There’s a spectrum of ways you might behave at work, from collectivist to individualistic. On one end of that spectrum is behavior we might describe as “I’ll light myself on fire to keep you warm”: behavior that puts others first to the detriment of their own health and safety. On the other end of that spectrum is a “fuck you, got mine” attitude: behavior that centers the individual to the point of just not caring about others at all.

It seems to me the healthiest behavior falls somewhere in between. “Put your own mask on first, before helping others”: look to help others, but do it from a place of safety. That’s the general tone I aim for. You absolutely should try to look out for your colleagues – but not when it comes at great personal expense.
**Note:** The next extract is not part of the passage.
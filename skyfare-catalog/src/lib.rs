pub mod pricing;
pub mod summary;

pub use pricing::{PricingConfig, PricingEngine, PricingError};
pub use summary::{LineKind, PriceSummary, SummaryLine};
Here’s where things get sticky, though. Companies will tell us “we’re a family!” and encourage us to put the company before the personal. Companies benefit when employees put the job first. Sometimes this is healthy – a sort of “we’re stronger together” vibe – but sometimes it’s not. And it can be really difficult to tell the difference.

I think many people, especially those newer to the working world, underestimate just how ruthless and sociopathic our late-stage Capitalist working conditions really are. (I’m speaking mostly about the US here; that’s what I know.) Most employees have essentially no workplace protections; in most states you can be fired for no reason and no notice. Because healthcare is tied to your job, getting fired can be a medical emergency on top of a financial one. There are very few mechanisms for dealing with bad workplaces. There are very rarely consequences for poor behavior; anything from run-of-the-mill bad management to harassment and abuse often goes unchecked.

So when I encourage people to think of themselves first, it’s against this backdrop. It’s true that healthy workplaces exist, where more collectivist ways of thinking work out well. But companies will lie to you about being that kind of place, and there are no consequences for that. I’m comfortable with advice that can sometimes lean towards the mercenary if it prevents folks from being burned. I’d love to live in a world where less mercenary advice wasn’t dangerous, but that’s not our world.